In my togglePrev/toggleNext function, I have tried something along

if($div.hasClass(".classToTransition")) 
{ 
$div.toggleClass(".div-clicked");
}

but couldn't get it to work properly (it doesn't ieterate to the next elements). There is something that I can't seem to grasp in the structure of that conditional. Anyone has a lead?

Was it helpful?

Solution 2

I don't want the transition to stop if if encounter different class, I just want it not to toggle and keep iterating

You might want to use nextAll(tId).first()/prevAll(tId).first() to select the next to-be-toggled element: http://jsfiddle.net/35uNW/4/. .next() does only look at the next sibling, and if that doesn't match your tId selector, no element will be selected.

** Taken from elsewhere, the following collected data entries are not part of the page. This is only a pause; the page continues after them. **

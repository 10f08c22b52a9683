//! The counter peripheral: register file plus counting state machine.

use std::collections::VecDeque;

use log::{debug, trace};
use sim_core::{Observable, RegisterFile, RegisterOp, Tickable, Value};

use crate::{ConfigError, EdgeMode, Register, Synchronizer, segment};

/// Pin mask at power-on: pin 0 only.
pub const DEFAULT_PIN_MASK: u8 = 0x01;

/// Edge-triggered event counter.
pub struct EdgeCounter {
    /// Raw input pins, sampled on every tick. Driven by the system.
    pub inputs: u8,
    /// Pins physically present.
    input_mask: u8,

    counter: u8,
    /// CFG register: 2-bit edge mode field as written.
    cfg: u8,
    pin_mask: u8,
    sync: Synchronizer,

    /// Writes committed by the transport, applied at the next tick.
    pending: VecDeque<RegisterOp>,

    ticks: u64,
    /// Edges counted since power-on (diagnostic).
    edges: u64,
}

impl EdgeCounter {
    /// Counter with eight input pins.
    #[must_use]
    pub fn new() -> Self {
        Self {
            inputs: 0,
            input_mask: 0xFF,
            counter: 0,
            cfg: EdgeMode::None.code(),
            pin_mask: DEFAULT_PIN_MASK,
            sync: Synchronizer::new(),
            pending: VecDeque::new(),
            ticks: 0,
            edges: 0,
        }
    }

    /// Counter with `width` input pins (1-8). Pins above the width never
    /// reach the composite signal.
    pub fn with_input_width(width: u8) -> Result<Self, ConfigError> {
        if !(1..=8).contains(&width) {
            return Err(ConfigError::InputWidth(width));
        }
        let mut counter = Self::new();
        counter.input_mask = u8::MAX >> (8 - width);
        Ok(counter)
    }

    /// Power-on reset. Unlike the RESET register this also restores CFG
    /// and PINS and drops uncommitted writes.
    pub fn reset(&mut self) {
        let input_mask = self.input_mask;
        *self = Self::new();
        self.input_mask = input_mask;
    }

    /// OR of the selected input pins.
    #[must_use]
    pub fn composite(&self) -> bool {
        self.inputs & self.pin_mask & self.input_mask != 0
    }

    /// Counter value as of the last completed tick.
    #[must_use]
    pub fn value(&self) -> u8 {
        self.counter
    }

    #[must_use]
    pub fn edge_mode(&self) -> EdgeMode {
        EdgeMode::from_register(self.cfg)
    }

    #[must_use]
    pub fn pin_mask(&self) -> u8 {
        self.pin_mask
    }

    /// Seven-segment pattern for the counter's low nibble.
    #[must_use]
    pub fn display(&self) -> u8 {
        segment::encode(self.counter)
    }

    #[must_use]
    pub fn synchronizer(&self) -> &Synchronizer {
        &self.sync
    }

    /// Committed writes not yet applied.
    #[must_use]
    pub fn pending(&self) -> usize {
        self.pending.len()
    }

    #[must_use]
    pub fn ticks(&self) -> u64 {
        self.ticks
    }

    fn apply(&mut self, op: RegisterOp, next: &mut u8, composite: bool) {
        let Some(register) = Register::from_address(op.address) else {
            debug!("write {:#04X} to unmapped {:#03X} ignored", op.data, op.address);
            return;
        };
        debug!("{} <- {:#04X}", register.name(), op.data);
        match register {
            Register::Reset => {
                *next = 0;
                self.sync.flush(composite);
            }
            Register::Inc => *next = next.wrapping_add(1),
            Register::Cfg => {
                self.cfg = op.data & 0b11;
                debug!("edge mode {}", self.edge_mode().name());
            }
            Register::Pins => self.pin_mask = op.data,
            Register::Value => {}
        }
    }
}

impl Default for EdgeCounter {
    fn default() -> Self {
        Self::new()
    }
}

impl Tickable for EdgeCounter {
    fn tick(&mut self) {
        self.ticks += 1;

        let composite = self.composite();
        let edge = self.sync.clock(composite);

        let mut next = self.counter;
        if self.edge_mode().counts(edge) {
            next = next.wrapping_add(1);
            self.edges += 1;
            trace!("tick {}: {:?} edge counted", self.ticks, edge);
        }

        // Register side effects land after edge detection, in commit order.
        while let Some(op) = self.pending.pop_front() {
            self.apply(op, &mut next, composite);
        }

        self.counter = next;
    }
}

impl RegisterFile for EdgeCounter {
    fn read(&self, address: u8) -> u8 {
        match Register::from_address(address) {
            Some(Register::Value) => self.counter,
            Some(Register::Cfg) => self.cfg,
            Some(Register::Pins) => self.pin_mask,
            Some(Register::Reset | Register::Inc) | None => 0,
        }
    }

    fn commit(&mut self, op: RegisterOp) {
        if op.is_write() {
            self.pending.push_back(op);
        }
    }
}

impl Observable for EdgeCounter {
    fn query(&self, path: &str) -> Option<Value> {
        match path {
            "value" => Some(self.counter.into()),
            "cfg" => Some(self.cfg.into()),
            "edge_mode" => Some(self.edge_mode().name().into()),
            "pin_mask" => Some(self.pin_mask.into()),
            "display" => Some(self.display().into()),
            "inputs" => Some(self.inputs.into()),
            "composite" => Some(self.composite().into()),
            "sync.stages" => Some(self.sync.stages().to_vec().into()),
            "sync.settled" => Some(self.sync.settled().into()),
            "pending" => Some(Value::U64(self.pending.len() as u64)),
            "ticks" => Some(self.ticks.into()),
            "edges" => Some(self.edges.into()),
            _ => None,
        }
    }

    fn query_paths(&self) -> &'static [&'static str] {
        &[
            "value",
            "cfg",
            "edge_mode",
            "pin_mask",
            "display",
            "inputs",
            "composite",
            "sync.stages",
            "sync.settled",
            "pending",
            "ticks",
            "edges",
        ]
    }
}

If you want to iterate the different-classed elements so that you wait for each one, but don't want to toggle it, you can use your if-condition but you must remove the tId selector from the next()/prev() calls: http://jsfiddle.net/35uNW/3/.

OTHER TIPS

You really did manage to complicate something that should be pretty simple ?

$(".div").click(function () {
    var coll = $('.'+this.className.replace(/(div-clicked|div)/g, '').trim()),
        idx  = coll.index($(this).toggleClass('div-clicked'));

    $.each(coll, function(i) {
        setTimeout(function() {
            if (idx + i <= coll.length) coll.eq(idx + i).toggleClass('div-clicked');
            if (idx - i >= 0) coll.eq(idx - i).toggleClass('div-clicked');
        },i*200);
    });
});

FIDDLE

It gets all the elements with the same class as the one currently clicked, and the index of the currently clicked, and then just adds and subtract 1 to the current index to get the next and previous elements. The checks are to make sure it stops when it reaches the end.

This was a fun one. I did it a slightly different way, getting all of the matched elements and splitting them into before and after arrays.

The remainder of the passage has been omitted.